Where a line below includes the word "words", copy that line.

════════

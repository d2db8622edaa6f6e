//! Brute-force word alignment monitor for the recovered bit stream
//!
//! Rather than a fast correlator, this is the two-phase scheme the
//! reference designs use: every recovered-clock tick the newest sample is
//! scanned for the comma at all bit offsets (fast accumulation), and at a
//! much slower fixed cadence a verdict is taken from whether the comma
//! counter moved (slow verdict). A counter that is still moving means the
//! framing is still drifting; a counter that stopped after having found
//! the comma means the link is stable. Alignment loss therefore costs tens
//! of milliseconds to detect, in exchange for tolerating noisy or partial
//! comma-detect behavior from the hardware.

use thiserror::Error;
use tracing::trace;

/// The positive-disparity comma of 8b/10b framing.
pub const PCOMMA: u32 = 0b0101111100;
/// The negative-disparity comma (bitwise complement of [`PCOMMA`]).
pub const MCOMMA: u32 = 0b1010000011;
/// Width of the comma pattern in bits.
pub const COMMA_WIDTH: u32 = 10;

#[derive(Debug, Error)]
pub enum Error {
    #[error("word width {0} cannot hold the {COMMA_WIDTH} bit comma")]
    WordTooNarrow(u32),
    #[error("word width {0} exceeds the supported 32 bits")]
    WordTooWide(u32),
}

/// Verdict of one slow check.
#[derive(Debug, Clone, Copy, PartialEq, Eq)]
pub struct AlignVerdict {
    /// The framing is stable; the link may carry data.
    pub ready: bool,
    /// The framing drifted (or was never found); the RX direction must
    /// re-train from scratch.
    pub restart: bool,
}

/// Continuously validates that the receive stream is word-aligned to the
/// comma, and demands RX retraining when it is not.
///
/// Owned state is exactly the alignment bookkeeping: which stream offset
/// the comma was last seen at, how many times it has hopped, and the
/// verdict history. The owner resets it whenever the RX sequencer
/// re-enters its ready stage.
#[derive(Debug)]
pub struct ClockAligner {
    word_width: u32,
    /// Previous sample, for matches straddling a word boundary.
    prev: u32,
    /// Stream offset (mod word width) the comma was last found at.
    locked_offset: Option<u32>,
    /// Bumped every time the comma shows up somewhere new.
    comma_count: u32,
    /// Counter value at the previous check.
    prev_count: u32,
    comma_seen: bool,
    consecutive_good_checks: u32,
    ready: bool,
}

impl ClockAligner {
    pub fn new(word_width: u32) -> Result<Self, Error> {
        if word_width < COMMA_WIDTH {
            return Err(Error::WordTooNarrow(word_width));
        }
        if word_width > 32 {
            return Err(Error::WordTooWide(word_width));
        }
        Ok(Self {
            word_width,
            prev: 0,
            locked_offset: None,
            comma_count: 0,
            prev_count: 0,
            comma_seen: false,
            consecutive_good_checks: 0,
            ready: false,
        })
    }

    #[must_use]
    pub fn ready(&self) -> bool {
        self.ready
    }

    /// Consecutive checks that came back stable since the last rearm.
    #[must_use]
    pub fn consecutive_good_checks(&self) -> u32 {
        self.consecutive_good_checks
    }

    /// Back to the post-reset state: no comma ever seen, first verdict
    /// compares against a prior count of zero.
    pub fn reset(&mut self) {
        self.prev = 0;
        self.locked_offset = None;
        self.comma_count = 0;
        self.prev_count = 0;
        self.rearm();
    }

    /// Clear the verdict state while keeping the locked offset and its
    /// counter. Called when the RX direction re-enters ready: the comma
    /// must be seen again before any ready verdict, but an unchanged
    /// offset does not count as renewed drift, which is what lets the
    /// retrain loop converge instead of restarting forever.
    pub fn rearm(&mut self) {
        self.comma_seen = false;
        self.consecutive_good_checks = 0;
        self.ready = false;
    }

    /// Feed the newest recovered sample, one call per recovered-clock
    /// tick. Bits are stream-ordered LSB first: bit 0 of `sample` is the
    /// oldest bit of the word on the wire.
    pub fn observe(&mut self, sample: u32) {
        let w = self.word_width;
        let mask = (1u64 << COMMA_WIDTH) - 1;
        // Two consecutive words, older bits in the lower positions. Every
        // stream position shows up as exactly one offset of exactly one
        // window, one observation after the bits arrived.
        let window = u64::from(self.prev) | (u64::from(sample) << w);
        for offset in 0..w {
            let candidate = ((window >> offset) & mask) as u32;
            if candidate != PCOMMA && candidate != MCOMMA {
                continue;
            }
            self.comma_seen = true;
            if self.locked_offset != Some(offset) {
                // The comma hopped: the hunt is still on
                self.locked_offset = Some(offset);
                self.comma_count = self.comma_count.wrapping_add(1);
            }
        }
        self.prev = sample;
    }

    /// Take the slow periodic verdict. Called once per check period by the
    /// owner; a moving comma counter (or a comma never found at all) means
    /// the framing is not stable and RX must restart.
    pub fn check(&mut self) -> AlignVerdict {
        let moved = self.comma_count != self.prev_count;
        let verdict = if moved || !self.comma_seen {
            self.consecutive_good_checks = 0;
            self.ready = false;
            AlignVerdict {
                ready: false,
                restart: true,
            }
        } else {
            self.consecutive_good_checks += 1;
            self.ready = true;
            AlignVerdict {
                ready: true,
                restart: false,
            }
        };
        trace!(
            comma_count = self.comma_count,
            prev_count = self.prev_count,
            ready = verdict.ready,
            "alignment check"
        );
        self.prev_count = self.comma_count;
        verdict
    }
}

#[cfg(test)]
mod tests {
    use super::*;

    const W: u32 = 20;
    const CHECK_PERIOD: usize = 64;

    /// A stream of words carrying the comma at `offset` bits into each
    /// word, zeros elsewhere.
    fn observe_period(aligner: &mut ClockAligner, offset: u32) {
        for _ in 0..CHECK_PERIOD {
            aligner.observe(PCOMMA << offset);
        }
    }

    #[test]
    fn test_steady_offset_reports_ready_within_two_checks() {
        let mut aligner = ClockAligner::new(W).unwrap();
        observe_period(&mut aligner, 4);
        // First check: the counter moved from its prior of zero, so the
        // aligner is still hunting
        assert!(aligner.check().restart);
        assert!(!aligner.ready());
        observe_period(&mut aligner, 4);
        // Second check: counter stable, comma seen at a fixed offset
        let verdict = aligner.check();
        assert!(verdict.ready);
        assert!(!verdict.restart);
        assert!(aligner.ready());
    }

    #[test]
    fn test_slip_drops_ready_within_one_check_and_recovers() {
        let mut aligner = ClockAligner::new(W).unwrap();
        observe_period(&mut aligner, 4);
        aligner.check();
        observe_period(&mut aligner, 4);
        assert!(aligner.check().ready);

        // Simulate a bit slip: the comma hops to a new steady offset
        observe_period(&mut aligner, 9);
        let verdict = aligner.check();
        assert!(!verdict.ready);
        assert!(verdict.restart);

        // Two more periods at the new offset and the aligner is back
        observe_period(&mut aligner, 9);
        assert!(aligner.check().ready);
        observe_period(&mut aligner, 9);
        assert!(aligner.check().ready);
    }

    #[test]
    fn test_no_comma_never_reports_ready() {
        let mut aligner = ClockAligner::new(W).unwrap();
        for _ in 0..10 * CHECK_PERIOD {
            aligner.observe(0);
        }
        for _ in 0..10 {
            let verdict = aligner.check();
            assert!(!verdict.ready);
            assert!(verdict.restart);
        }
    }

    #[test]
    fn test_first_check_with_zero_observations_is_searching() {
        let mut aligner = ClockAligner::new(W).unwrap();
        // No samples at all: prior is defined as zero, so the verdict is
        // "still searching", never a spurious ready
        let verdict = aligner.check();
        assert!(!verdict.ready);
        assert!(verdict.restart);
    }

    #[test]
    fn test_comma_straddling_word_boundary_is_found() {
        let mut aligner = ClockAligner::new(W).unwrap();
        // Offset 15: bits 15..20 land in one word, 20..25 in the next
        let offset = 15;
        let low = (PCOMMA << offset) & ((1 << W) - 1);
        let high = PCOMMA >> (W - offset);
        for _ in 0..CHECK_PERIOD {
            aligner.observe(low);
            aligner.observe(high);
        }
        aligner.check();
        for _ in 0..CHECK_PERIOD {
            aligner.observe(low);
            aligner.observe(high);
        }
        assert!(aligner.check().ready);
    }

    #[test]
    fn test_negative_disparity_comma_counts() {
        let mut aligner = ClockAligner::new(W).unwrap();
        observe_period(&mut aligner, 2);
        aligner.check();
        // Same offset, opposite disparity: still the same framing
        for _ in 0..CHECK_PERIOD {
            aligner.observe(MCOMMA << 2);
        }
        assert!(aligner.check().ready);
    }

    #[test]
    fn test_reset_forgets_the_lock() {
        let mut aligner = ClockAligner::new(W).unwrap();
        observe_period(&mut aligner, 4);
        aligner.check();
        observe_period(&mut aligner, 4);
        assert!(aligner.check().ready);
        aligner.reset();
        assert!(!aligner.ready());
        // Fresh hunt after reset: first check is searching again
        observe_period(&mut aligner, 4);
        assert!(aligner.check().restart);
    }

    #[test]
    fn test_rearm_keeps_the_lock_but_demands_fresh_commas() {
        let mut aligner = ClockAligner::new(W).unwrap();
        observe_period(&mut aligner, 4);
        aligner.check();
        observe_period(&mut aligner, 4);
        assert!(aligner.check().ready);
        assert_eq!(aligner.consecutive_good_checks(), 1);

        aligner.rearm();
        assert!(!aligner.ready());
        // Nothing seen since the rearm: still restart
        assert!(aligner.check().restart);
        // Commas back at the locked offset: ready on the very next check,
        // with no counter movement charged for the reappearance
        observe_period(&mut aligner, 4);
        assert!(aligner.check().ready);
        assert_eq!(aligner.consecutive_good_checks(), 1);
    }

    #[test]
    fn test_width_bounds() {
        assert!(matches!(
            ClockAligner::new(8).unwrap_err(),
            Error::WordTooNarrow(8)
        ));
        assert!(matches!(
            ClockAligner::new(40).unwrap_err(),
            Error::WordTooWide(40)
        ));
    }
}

════════

Reply.
        // Two consecutive words, older bits in the lower positions. Every
    /// A stream of words carrying the comma at `offset` bits into each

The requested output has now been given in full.